Chapter XIII -- Deserted by the Army


I had been somewhat afflicted with rheumatism before leaving Florence and on the first day's march my right lower limb became painfully swollen and gave out; in the night I reached camp and the next morning started out with my company again. It was not long before we entered a long lane.

Before leaving Florence all those having no blankets had been supplied with one single blanket, one coarse shirt and one pair of light khaki cotton pants which had been reinforced by a pair of gray woolen of English manufacture. In receiving our pants we were formed in line and as we marched by a Quartermaster's tent a pair was handed to us regardless of size or length. I suppose the pair that I received had been made for a fat Englishman, large in waist and short in height, and I could effect no exchange. As I said, mine were too short; I being small in waist and six feet and four inches in height, my pants made a ludicrous fit. The jacket I drew, like my pants, was large around, but short.

Standing in that lane and waiting for the artillery and wagons to pass across a boggy creek, the ground hard-frozen, and the wind blowing hard and cold from the north, my pants lacking six inches of reaching my shoes, so for lack of suspenders I had to cut holes in the top of my pants so as to lap them over and keep them up. My jacket and pants failed to meet in the middle of my body by a good four inches.

Imagine me, if you can, in that garb, standing there without fire and that cold north wind striking that thin waist line, and my naked ankles. That evening I told our regimental surgeon that I could walk no further. He said that they did not have any conveyance for the sick and disabled and that I would have to look after myself.

One of my company went to a farm house not far from the road and stayed with me that night, our command having passed on ahead of us. The next morning I was unable to walk and my friend was forced to leave me and follow up the command. After staying one day at this place I made it to another house and stayed all night, having travelled eight miles that day. The people I stayed with at the second house were Union people but as I was on my way home, they talked free to me and told me that my old friend's son where I had been staying was the Captain of a company of Bushwhackers. I stayed at this house a few days longer and again started for home but when I reached the Tennessee river it had risen considerably and was very rough. I tried to hire a man living on the bank to set me over, but he refused. I went up the river to a house and tried another man, but he also refused. I offered him a ten dollar Confederate bill and my four dollars in greenback that I had received for my blanket, but he still refused, giving as a reason that the river was too rough. I started back down to the lower house and seeing the dugout tied under the bank among the bushes, I went down and loosed this boat and pushed out. All went well for a short time, then my strength failed and for a time I let the craft drift. It drifted toward the west bank and when I felt rested enough I commenced to paddle to shore, landed and tied up the dugout, climbed up the bank and found myself in the burying ground of an Indiana regiment. I knew by the headboards that I was near the Shiloh battlefield.

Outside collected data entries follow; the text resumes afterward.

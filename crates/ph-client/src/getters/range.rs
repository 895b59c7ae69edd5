/*
 *
 *
 *
 *
 * MIT License
 * Copyright (c) 2025. Dwight J. Browne
 * dwight[-at-]dwightjbrowne[-dot-]com
 *
 *
 * Permission is hereby granted, free of charge, to any person obtaining a copy
 * of this software and associated documentation files (the "Software"), to deal
 * in the Software without restriction, including without limitation the rights
 * to use, copy, modify, merge, publish, distribute, sublicense, and/or sell
 * copies of the Software, and to permit persons to whom the Software is
 * furnished to do so, subject to the following conditions:
 *
 * The above copyright notice and this permission notice shall be included in all
 * copies or substantial portions of the Software.
 *
 * THE SOFTWARE IS PROVIDED "AS IS", WITHOUT WARRANTY OF ANY KIND, EXPRESS OR
 * IMPLIED, INCLUDING BUT NOT LIMITED TO THE WARRANTIES OF MERCHANTABILITY,
 * FITNESS FOR A PARTICULAR PURPOSE AND NONINFRINGEMENT. IN NO EVENT SHALL THE
 * AUTHORS OR COPYRIGHT HOLDERS BE LIABLE FOR ANY CLAIM, DAMAGES OR OTHER
 * LIABILITY, WHETHER IN AN ACTION OF CONTRACT, TORT OR OTHERWISE, ARISING FROM,
 * OUT OF OR IN CONNECTION WITH THE SOFTWARE OR THE USE OR OTHER DEALINGS IN THE
 * SOFTWARE.
 */

//! Price history between two explicit timestamps

use super::{commit, HistoricalBase, HistoricalGetter, Rebuild};
use crate::query::QueryParams;
use chrono::{DateTime, Utc};
use ph_core::{Credentials, Error, FrequencyType, PeriodType, Result};
use std::sync::Arc;
use tracing::instrument;

/// Getter for an absolute `[start, end]` window in epoch milliseconds
///
/// Start and end are not ordered against each other; the endpoint decides
/// what an inverted range means.
#[derive(Debug, Clone)]
pub struct RangeGetter {
  base: HistoricalBase,
  start_msec: u64,
  end_msec: u64,
}

impl RangeGetter {
  /// Create a getter; only the frequency type × frequency pair is validated
  #[instrument(skip(credentials))]
  pub fn new(
    credentials: Arc<Credentials>,
    symbol: &str,
    frequency_type: FrequencyType,
    frequency: u32,
    start_msec: u64,
    end_msec: u64,
    extended_hours: bool,
  ) -> Result<Self> {
    let base = HistoricalBase::new(credentials, symbol, frequency_type, frequency, extended_hours)?;

    let mut getter = Self { base, start_msec, end_msec };
    getter.rebuild()?;
    Ok(getter)
  }

  /// Same getter aimed at another market data root
  pub fn with_marketdata_url(mut self, marketdata_url: &str) -> Result<Self> {
    self.set_marketdata_url(marketdata_url)?;
    Ok(self)
  }

  pub fn start_msec(&self) -> u64 {
    self.start_msec
  }

  pub fn end_msec(&self) -> u64 {
    self.end_msec
  }

  pub fn set_start_msec(&mut self, start_msec: u64) -> Result<()> {
    commit(self, |g| g.start_msec = start_msec)
  }

  pub fn set_end_msec(&mut self, end_msec: u64) -> Result<()> {
    commit(self, |g| g.end_msec = end_msec)
  }

  /// Set both bounds from UTC datetimes in one rebuild
  pub fn set_dates(&mut self, start: DateTime<Utc>, end: DateTime<Utc>) -> Result<()> {
    let start_msec = to_epoch_msec(start)?;
    let end_msec = to_epoch_msec(end)?;
    commit(self, |g| {
      g.start_msec = start_msec;
      g.end_msec = end_msec;
    })
  }
}

fn to_epoch_msec(when: DateTime<Utc>) -> Result<u64> {
  u64::try_from(when.timestamp_millis())
    .map_err(|_| Error::invalid(format!("date({}) is before the epoch", when)))
}

impl HistoricalGetter for RangeGetter {
  fn base(&self) -> &HistoricalBase {
    &self.base
  }

  fn update_base(&mut self, apply: &mut dyn FnMut(&mut HistoricalBase)) -> Result<()> {
    commit(self, |g| apply(&mut g.base))
  }

  fn query_params(&self) -> QueryParams {
    let mut params = self.base.query_params();
    params.push(("startDate", self.start_msec.to_string()));
    params.push(("endDate", self.end_msec.to_string()));

    // daily/weekly/monthly candles are rejected under the endpoint's default
    // period type (day); year accepts all three
    if self.frequency_type() != FrequencyType::Minute {
      params.push(("periodType", PeriodType::Year.to_string()));
    }
    params
  }
}

impl Rebuild for RangeGetter {
  fn base_mut(&mut self) -> &mut HistoricalBase {
    &mut self.base
  }
}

It was now raining a cold, steady rain and I knew of no shelter near. Taking a course as best I could for where the old church had once stood I set out to find the place. I neared the place where I expected to find evidence of where the old church had been, but everything had a strange appearance. After walking for some time I came upon a camp with a lone woman present and she told me that her husband was out on a hunt for provisions. She pointed out to me the hill where the old church had once stood. When I reached the spot and looked around for a moment everything became more familiar and I found that I had been travelling in a circle and had passed near the place a time or two before. I fell into an old road that I had once been familiar with. It was still raining and dark had come on and I was still seven miles from home. Though somewhat obscured by clouds, the moon gave some light and between midnight and day, the boy that my mother heard was dead, rapped on her door.